+++ The records +++

//! Headless surface that keeps element trees in memory and serialises them to HTML.

use crate::kernel::services::ports::ElementIds;
use crate::ui::backend::{Container, ResultsSurface};
use crate::ui::core::element::Element;

#[derive(Clone, Debug, Default, PartialEq, Eq)]
pub struct HtmlSurface {
    ids: Vec<String>,
    visible: bool,
    list: Vec<Element>,
    pagination: Vec<Element>,
}

impl HtmlSurface {
    /// Surface exposing the given element ids.
    pub fn with_ids<I, S>(ids: I) -> Self
    where
        I: IntoIterator<Item = S>,
        S: Into<String>,
    {
        Self {
            ids: ids.into_iter().map(Into::into).collect(),
            ..Self::default()
        }
    }

    pub fn for_elements(elements: &ElementIds) -> Self {
        Self::with_ids(elements.all())
    }

    pub fn is_visible(&self) -> bool {
        self.visible
    }

    pub fn elements(&self, container: Container) -> &[Element] {
        match container {
            Container::ResultsList => &self.list,
            Container::Pagination => &self.pagination,
        }
    }

    pub fn is_empty(&self, container: Container) -> bool {
        self.elements(container).is_empty()
    }

    pub fn html(&self, container: Container) -> String {
        self.elements(container)
            .iter()
            .map(Element::to_html)
            .collect()
    }

    /// Target pages of the pagination controls, in document order.
    pub fn page_targets(&self) -> Vec<u32> {
        self.pagination
            .iter()
            .filter_map(|el| el.get_attr("data-page"))
            .filter_map(|page| page.parse().ok())
            .collect()
    }

    fn container_mut(&mut self, container: Container) -> &mut Vec<Element> {
        match container {
            Container::ResultsList => &mut self.list,
            Container::Pagination => &mut self.pagination,
        }
    }
}

impl ResultsSurface for HtmlSurface {
    fn has_element(&self, id: &str) -> bool {
        self.ids.iter().any(|known| known == id)
    }

    fn set_visible(&mut self, visible: bool) {
        self.visible = visible;
    }

    fn clear(&mut self, container: Container) {
        self.container_mut(container).clear();
    }

    fn append(&mut self, container: Container, element: Element) {
        self.container_mut(container).push(element);
    }
}

#[cfg(test)]
#[path = "../../../tests/unit/ui/backend/html.rs"]
mod tests;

+++

* [Task instructions]
Could you write out, exactly, each line of the data above from the one containing "self.container_mut(container).clear();" through the last, including both?

* [Reply to the exercise]
        self.container_mut(container).clear();
    }

    fn append(&mut self, container: Container, element: Element) {
        self.container_mut(container).push(element);
    }
}

#[cfg(test)]
#[path = "../../../tests/unit/ui/backend/html.rs"]
mod tests;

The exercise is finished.